How to intimidate me – Exist

How to make me feel more at ease – Talk to me about your dog

How to confuse me – Lunge at someone after months of calm behaviour

How to make me smile – Circle-wag your tail

How to impress me – Learn something quickly even when I’ve been teaching it wrong

How to anger me – Show a complete lack of consideration for anyone else

How to intrigue me – Tell me something I have never heard before

How to inspire me – Find your passion and follow it

How to make me raise an eyebrow – Say or do something I know is beneath you

How to help me trust you – Refuse to talk about another behind her back

How to teach me – Offer encouragement with a smile

How to get me to dig in my heels – Tell me hundreds of other people can do it so I should too.

How to respect me – Understand why I would rather you didn’t approach my dog

How to help me – Don’t wait for me to ask

How to humble me – Act like you have no clue what I am asking you in front of the whole class

How to render me speechless – Take away my feelings of guilt

How to make me cry – Let a little child pet you on the head

How to be my friend – Cry right along with me

27 thoughts on “How To

  1. Also a little teary now. You rock. For realz.

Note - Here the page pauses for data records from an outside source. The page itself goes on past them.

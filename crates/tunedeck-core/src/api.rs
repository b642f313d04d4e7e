//! Remote music library API trait.
//!
//! Defines the contract with the REST backend. Every authenticated call takes the
//! bearer token as an explicit argument; implementations hold no credentials.

use crate::error::Result;
use crate::song::{AudioFormat, Song};
use crate::user::{AuthGrant, Credentials, Registration, UserProfile};
use async_trait::async_trait;

/// Raw audio returned by the stream endpoint.
#[derive(Debug, Clone, PartialEq)]
pub struct AudioPayload {
    pub bytes: Vec<u8>,
    /// `Content-Type` reported by the backend, if any.
    pub content_type: Option<String>,
}

impl AudioPayload {
    /// Content type to label a blob with, falling back to the requested format.
    pub fn mime_type(&self, requested: Option<AudioFormat>) -> String {
        match &self.content_type {
            Some(content_type) if !content_type.is_empty() => content_type.clone(),
            _ => requested.unwrap_or_default().mime_type().to_string(),
        }
    }
}

/// A local file to be sent as `multipart/form-data` to the upload endpoint.
#[derive(Debug, Clone)]
pub struct FileUpload {
    pub file_name: String,
    pub bytes: Vec<u8>,
    pub title: String,
    pub artist: Option<String>,
    pub album: Option<String>,
}

/// The music library backend.
///
/// # Error mapping
///
/// Implementations must map responses as follows:
/// - 401/422 → [`crate::TunedeckError::Auth`]
/// - 404 → [`crate::TunedeckError::NotFound`]
/// - transport failures → [`crate::TunedeckError::Network`]
/// - other non-2xx → [`crate::TunedeckError::Http`]
///
/// Deciding whether an `Auth` clears the session is the caller's business.
#[async_trait]
pub trait MusicApi: Send + Sync {
    /// `POST /api/auth/login`
    async fn login(&self, credentials: &Credentials) -> Result<AuthGrant>;

    /// `POST /api/auth/register`
    async fn register(&self, registration: &Registration) -> Result<AuthGrant>;

    /// `GET /api/auth/profile`
    async fn profile(&self, token: &str) -> Result<UserProfile>;

    /// `GET /api/songs/list`
    async fn list_songs(&self, token: &str) -> Result<Vec<Song>>;

    /// `GET /api/songs/stream/{file_path}[?format=..]`
    ///
    /// With `format` unset the backend serves its default encoding.
    async fn fetch_audio(
        &self,
        token: &str,
        file_path: &str,
        format: Option<AudioFormat>,
    ) -> Result<AudioPayload>;

    /// `POST /api/songs/upload`; returns the created song when the backend echoes it.
    async fn upload_file(&self, token: &str, upload: FileUpload) -> Result<Option<Song>>;

    /// `POST /api/songs/upload/spotify`
    async fn upload_link(&self, token: &str, spotify_url: &str) -> Result<Option<Song>>;

    /// `DELETE /api/songs/{id}`
    async fn delete_song(&self, token: &str, song_id: &str) -> Result<()>;
}
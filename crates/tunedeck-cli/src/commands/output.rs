use colored::Colorize;
use tunedeck_core::media::{PlaybackSnapshot, PlaybackStatus};
use tunedeck_core::song::{format_duration, Song};

const BAR_WIDTH: usize = 24;

/// One catalog row: `id  title - artist  m:ss`.
pub fn song_row(song: &Song) -> String {
    let duration = song
        .duration
        .map(format_duration)
        .unwrap_or_else(|| "--:--".to_string());
    format!(
        "{:<26} {:<48} {}",
        song.id.dimmed(),
        song.display_name(),
        duration.cyan()
    )
}

/// Single-line progress readout, redrawn in place while playing.
pub fn progress_line(snapshot: &PlaybackSnapshot) -> String {
    let filled = (snapshot.progress() * BAR_WIDTH as f64).round() as usize;
    let bar = format!(
        "{}{}",
        "█".repeat(filled.min(BAR_WIDTH)),
        "░".repeat(BAR_WIDTH - filled.min(BAR_WIDTH))
    );
    let total = snapshot
        .duration
        .map(format_duration)
        .unwrap_or_else(|| "--:--".to_string());
    let title = snapshot
        .song
        .as_ref()
        .map(Song::display_name)
        .unwrap_or_default();
    let volume = if snapshot.effectively_muted {
        "muted".yellow().to_string()
    } else {
        format!("vol {:>3}%", (snapshot.volume * 100.0).round() as u32)
    };

    format!(
        "{} {} {} {} / {}  {}",
        status_label(snapshot.status),
        title.bold(),
        bar.green(),
        format_duration(snapshot.position),
        total,
        volume
    )
}

pub fn status_label(status: PlaybackStatus) -> String {
    match status {
        PlaybackStatus::Playing => "▶".green().to_string(),
        PlaybackStatus::Paused => "⏸".yellow().to_string(),
        PlaybackStatus::Loading => "…".cyan().to_string(),
        PlaybackStatus::Error => "✗".red().to_string(),
        PlaybackStatus::Idle => "■".dimmed().to_string(),
    }
}

#[cfg(test)]
mod tests {
    use super::*;

    #[test]
    fn test_song_row_without_duration() {
        colored::control::set_override(false);
        let row = song_row(&Song::new("1", "X", "x.mp3"));
        assert!(row.contains("X"));
        assert!(row.ends_with("--:--"));
    }

    #[test]
    fn test_progress_line_shows_position_and_mute() {
        colored::control::set_override(false);
        let snapshot = PlaybackSnapshot {
            status: PlaybackStatus::Playing,
            song: Some(Song::new("1", "X", "x.mp3")),
            position: 65.0,
            duration: Some(130.0),
            volume: 0.0,
            muted: false,
            effectively_muted: true,
            seeking: false,
            last_error: None,
        };

        let line = progress_line(&snapshot);

        assert!(line.contains("1:05 / 2:10"));
        assert!(line.contains("muted"));
        assert_eq!(line.matches('█').count(), BAR_WIDTH / 2);
    }
}
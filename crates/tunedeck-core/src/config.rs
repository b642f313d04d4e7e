//! Client configuration model, stored as `config.toml`.

use serde::{Deserialize, Serialize};
use std::path::PathBuf;

pub const DEFAULT_API_BASE_URL: &str = "http://localhost:5000";

#[derive(Deserialize, Serialize, Debug, Clone, PartialEq)]
#[serde(default)]
pub struct ClientConfig {
    /// Backend root, without a trailing slash.
    pub api_base_url: String,
    pub request_timeout_secs: u64,
    /// Overrides the platform download directory.
    pub download_dir: Option<PathBuf>,
    /// Default `EnvFilter` directive when `RUST_LOG` is unset.
    pub log_level: String,
    /// Initial playback volume in `[0, 1]`.
    pub default_volume: f32,
}

impl Default for ClientConfig {
    fn default() -> Self {
        Self {
            api_base_url: DEFAULT_API_BASE_URL.to_string(),
            request_timeout_secs: 30,
            download_dir: None,
            log_level: "info".to_string(),
            default_volume: 1.0,
        }
    }
}

impl ClientConfig {
    /// `api_base_url` with trailing slashes removed.
    pub fn base_url(&self) -> &str {
        self.api_base_url.trim_end_matches('/')
    }
}
//! Transfer Service
//!
//! Downloads a song in a chosen format and hands it to a [`SaveTarget`].
//! Runs independently of playback: it never touches the controller or catalog.

use crate::session::SessionHolder;
use std::path::PathBuf;
use std::sync::Arc;
use tunedeck_core::api::MusicApi;
use tunedeck_core::error::Result;
use tunedeck_core::media::BlobStore;
use tunedeck_core::song::{AudioFormat, Song};
use tunedeck_core::transfer::{PendingDownload, SaveTarget};

pub struct TransferService {
    api: Arc<dyn MusicApi>,
    session: Arc<SessionHolder>,
    blobs: Arc<dyn BlobStore>,
    target: Arc<dyn SaveTarget>,
}

impl TransferService {
    pub fn new(
        api: Arc<dyn MusicApi>,
        session: Arc<SessionHolder>,
        blobs: Arc<dyn BlobStore>,
        target: Arc<dyn SaveTarget>,
    ) -> Self {
        Self {
            api,
            session,
            blobs,
            target,
        }
    }

    /// Fetches `song` converted to `format` and saves it as `<title>.<format>`.
    ///
    /// The transient blob is revoked whether or not the save succeeds.
    ///
    /// # Errors
    ///
    /// - `NotAuthenticated`: no token; no request was made
    /// - `Auth`/`NotFound`/`Network`/`Http`: the fetch failed
    /// - `Io`: the file could not be written
    pub async fn download(&self, song: &Song, format: AudioFormat) -> Result<PathBuf> {
        let token = self.session.require_token().await?;
        let pending = PendingDownload::new(song.clone(), format);

        tracing::info!(song_id = %song.id, format = %format, "Starting download");
        let payload = self
            .api
            .fetch_audio(&token, &song.file_path, Some(format))
            .await
            .inspect_err(|e| tracing::warn!(song_id = %song.id, "Download failed: {}", e))?;

        let resource = self
            .blobs
            .create(&payload.bytes, &payload.mime_type(Some(format)))?;
        let saved = self.target.save(&pending.file_name(), &resource).await;
        self.blobs.revoke(&resource.url);

        let path = saved?;
        tracing::info!(song_id = %song.id, path = %path.display(), "Download saved");
        Ok(path)
    }
}
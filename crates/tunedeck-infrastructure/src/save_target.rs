//! Saves downloaded blobs into a directory.

use async_trait::async_trait;
use std::path::{Path, PathBuf};
use tunedeck_core::media::MediaResource;
use tunedeck_core::transfer::SaveTarget;
use tunedeck_core::Result;

/// [`SaveTarget`] writing into one directory, never overwriting.
///
/// When `X.wav` already exists the blob is saved as `X (1).wav`, `X (2).wav`, ...
#[derive(Debug, Clone)]
pub struct DirectorySaveTarget {
    dir: PathBuf,
}

impl DirectorySaveTarget {
    pub fn new(dir: impl Into<PathBuf>) -> Self {
        Self { dir: dir.into() }
    }

    pub fn dir(&self) -> &Path {
        &self.dir
    }

    async fn free_path(&self, file_name: &str) -> Result<PathBuf> {
        let candidate = self.dir.join(file_name);
        if !tokio::fs::try_exists(&candidate).await? {
            return Ok(candidate);
        }

        let path = Path::new(file_name);
        let stem = path
            .file_stem()
            .map(|s| s.to_string_lossy().into_owned())
            .unwrap_or_else(|| file_name.to_string());
        let extension = path
            .extension()
            .map(|e| format!(".{}", e.to_string_lossy()))
            .unwrap_or_default();

        let mut n = 1u32;
        loop {
            let candidate = self.dir.join(format!("{} ({}){}", stem, n, extension));
            if !tokio::fs::try_exists(&candidate).await? {
                return Ok(candidate);
            }
            n += 1;
        }
    }
}

#[async_trait]
impl SaveTarget for DirectorySaveTarget {
    async fn save(&self, file_name: &str, resource: &MediaResource) -> Result<PathBuf> {
        tokio::fs::create_dir_all(&self.dir).await?;
        let target = self.free_path(file_name).await?;

        let written = tokio::fs::copy(&resource.location, &target).await?;
        tracing::info!(path = %target.display(), bytes = written, "Saved download");
        Ok(target)
    }
}
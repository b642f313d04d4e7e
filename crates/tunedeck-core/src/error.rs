//! Error types for the TuneDeck client.

use serde::{Deserialize, Serialize};
use thiserror::Error;

/// A shared error type for every TuneDeck crate.
///
/// Each operation converts its failures into one of these variants at its own
/// boundary. Only [`TunedeckError::Auth`] coming from an auth endpoint is allowed
/// to cascade into a session reset.
#[derive(Error, Debug, Clone, Serialize, Deserialize)]
pub enum TunedeckError {
    /// No bearer token is held; the caller should route to login.
    #[error("Not authenticated: please log in")]
    NotAuthenticated,

    /// The backend rejected the credentials (401/422)
    #[error("Authentication rejected ({status}): {message}")]
    Auth { status: u16, message: String },

    /// Entity not found error with type information
    #[error("Entity not found: {entity_type} '{id}'")]
    NotFound {
        entity_type: &'static str,
        id: String,
    },

    /// Transport failure (connect, timeout, body read). Retryable.
    #[error("Network error: {0}")]
    Network(String),

    /// Any other non-2xx response
    #[error("HTTP error ({status}): {message}")]
    Http { status: u16, message: String },

    /// The media element failed to open, play or decode
    #[error("Media error: {0}")]
    Media(String),

    /// The backend answered 2xx with a body we could not use
    #[error("Invalid response: {0}")]
    InvalidResponse(String),

    /// Client-side input validation failed before any request was made
    #[error("Validation error: {0}")]
    Validation(String),

    /// A newer load replaced this one before it completed
    #[error("Load superseded by a newer request")]
    Superseded,

    /// IO error (file system operations)
    #[error("IO error: {message}")]
    Io { message: String },

    /// Serialization/deserialization error
    #[error("Serialization error: {format} - {message}")]
    Serialization {
        format: String, // "TOML", "JSON", etc.
        message: String,
    },

    /// Configuration error
    #[error("Configuration error: {0}")]
    Config(String),

    /// Internal error (should not happen in normal operation)
    #[error("Internal error: {0}")]
    Internal(String),
}

impl TunedeckError {
    // ============================================================================
    // Constructor helpers
    // ============================================================================

    /// Creates a NotFound error
    pub fn not_found(entity_type: &'static str, id: impl Into<String>) -> Self {
        Self::NotFound {
            entity_type,
            id: id.into(),
        }
    }

    /// Creates an Auth error
    pub fn auth(status: u16, message: impl Into<String>) -> Self {
        Self::Auth {
            status,
            message: message.into(),
        }
    }

    /// Creates an Http error
    pub fn http(status: u16, message: impl Into<String>) -> Self {
        Self::Http {
            status,
            message: message.into(),
        }
    }

    /// Creates a Network error
    pub fn network(message: impl Into<String>) -> Self {
        Self::Network(message.into())
    }

    /// Creates a Media error
    pub fn media(message: impl Into<String>) -> Self {
        Self::Media(message.into())
    }

    /// Creates a Validation error
    pub fn validation(message: impl Into<String>) -> Self {
        Self::Validation(message.into())
    }

    /// Creates an InvalidResponse error
    pub fn invalid_response(message: impl Into<String>) -> Self {
        Self::InvalidResponse(message.into())
    }

    /// Creates an IO error
    pub fn io(message: impl Into<String>) -> Self {
        Self::Io {
            message: message.into(),
        }
    }

    /// Creates a Config error
    pub fn config(message: impl Into<String>) -> Self {
        Self::Config(message.into())
    }

    /// Creates an Internal error
    pub fn internal(message: impl Into<String>) -> Self {
        Self::Internal(message.into())
    }

    // ============================================================================
    // Type checking methods
    // ============================================================================

    /// Check if this is a NotFound error
    pub fn is_not_found(&self) -> bool {
        matches!(self, Self::NotFound { .. })
    }

    /// Check if this is a NotAuthenticated error
    pub fn is_not_authenticated(&self) -> bool {
        matches!(self, Self::NotAuthenticated)
    }

    /// Check if the backend rejected the credentials (401 or 422).
    pub fn is_auth_rejection(&self) -> bool {
        matches!(self, Self::Auth { .. })
    }

    /// Whether the caller should be sent back to the login screen.
    pub fn requires_login(&self) -> bool {
        self.is_not_authenticated() || self.is_auth_rejection()
    }

    /// Check if retrying the same request may succeed
    pub fn is_retryable(&self) -> bool {
        match self {
            Self::Network(_) => true,
            Self::Http { status, .. } => *status >= 500,
            _ => false,
        }
    }

    /// Check if this is a Superseded error
    pub fn is_superseded(&self) -> bool {
        matches!(self, Self::Superseded)
    }

    /// Check if this is an IO error
    pub fn is_io(&self) -> bool {
        matches!(self, Self::Io { .. })
    }

    /// HTTP status carried by the error, if any.
    pub fn status(&self) -> Option<u16> {
        match self {
            Self::Auth { status, .. } | Self::Http { status, .. } => Some(*status),
            Self::NotFound { .. } => Some(404),
            _ => None,
        }
    }
}

// ============================================================================
// From implementations for automatic conversion
// ============================================================================

impl From<std::io::Error> for TunedeckError {
    fn from(err: std::io::Error) -> Self {
        Self::Io {
            message: format!("{} (kind: {:?})", err, err.kind()),
        }
    }
}

impl From<serde_json::Error> for TunedeckError {
    fn from(err: serde_json::Error) -> Self {
        Self::Serialization {
            format: "JSON".to_string(),
            message: err.to_string(),
        }
    }
}

impl From<toml::de::Error> for TunedeckError {
    fn from(err: toml::de::Error) -> Self {
        Self::Serialization {
            format: "TOML".to_string(),
            message: err.to_string(),
        }
    }
}

impl From<toml::ser::Error> for TunedeckError {
    fn from(err: toml::ser::Error) -> Self {
        Self::Serialization {
            format: "TOML".to_string(),
            message: err.to_string(),
        }
    }
}

/// Transport-level reqwest failures. Status handling happens in the HTTP adapter,
/// which sees the response body; this only covers errors without one.
impl From<reqwest::Error> for TunedeckError {
    fn from(err: reqwest::Error) -> Self {
        if err.is_decode() {
            return Self::InvalidResponse(err.to_string());
        }
        if let Some(status) = err.status() {
            return Self::http(status.as_u16(), err.to_string());
        }
        Self::Network(err.to_string())
    }
}

/// A type alias for `Result<T, TunedeckError>`.
pub type Result<T> = std::result::Result<T, TunedeckError>;
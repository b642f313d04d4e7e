//! Composition root: turns configuration into a wired [`MusicClient`].

use anyhow::{Context, Result};
use std::path::{Path, PathBuf};
use std::sync::Arc;
use tunedeck_application::{ClientParts, MusicClient};
use tunedeck_core::config::ClientConfig;
use tunedeck_infrastructure::{
    ClockMediaBackend, ConfigService, DirectorySaveTarget, HttpMusicApi, TempFileBlobStore,
    TomlTokenStore, TunedeckPaths,
};

pub struct AppContext {
    pub client: MusicClient,
    pub config: ClientConfig,
    pub download_dir: PathBuf,
}

/// Loads configuration for `paths`.
pub fn load_config(paths: &TunedeckPaths) -> Result<ConfigService> {
    let service = ConfigService::new(paths.clone());
    service
        .get_config()
        .context("Failed to load configuration")?;
    Ok(service)
}

/// Builds the client from configuration.
///
/// `download_override` takes precedence over `download_dir` in the config.
pub fn bootstrap(config_service: &ConfigService, download_override: Option<&Path>) -> Result<AppContext> {
    let config = config_service.get_config()?;
    let paths = config_service.paths();

    let api = HttpMusicApi::from_config(&config).context("Invalid backend URL")?;
    let token_store = TomlTokenStore::from_paths(paths)?;
    let blobs = TempFileBlobStore::new().context("Failed to create blob directory")?;
    let download_dir = paths.download_dir(download_override.or(config.download_dir.as_deref()));

    tracing::debug!(
        api = %config.base_url(),
        download_dir = %download_dir.display(),
        "Bootstrapping client"
    );

    let client = MusicClient::new(ClientParts {
        api: Arc::new(api),
        token_store: Arc::new(token_store),
        blobs: Arc::new(blobs),
        media: Arc::new(ClockMediaBackend::new()),
        save_target: Arc::new(DirectorySaveTarget::new(download_dir.clone())),
        volume: config.default_volume,
    });

    Ok(AppContext {
        client,
        config,
        download_dir,
    })
}
//! Subcommand implementations. Each takes a bootstrapped client and prints
//! its result; errors bubble up to `main` as `anyhow::Error`.

pub mod auth;
pub mod config;
pub mod library;
pub mod output;
pub mod playback;
pub mod transfer;
pub mod utils;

    I loved your how to irritate me because I totally agree. Except always. Passive-aggressive-ness is one sure-fire way to make me want to vomit. Partially out of concern that it’s my fault, and partially because I want the person to just scream already.

    Side note: what is this Mutts the Magical Mystery Tour on the left of this box, here? I’m intrigued. I guess I could click on it, hm? Naw, too much work.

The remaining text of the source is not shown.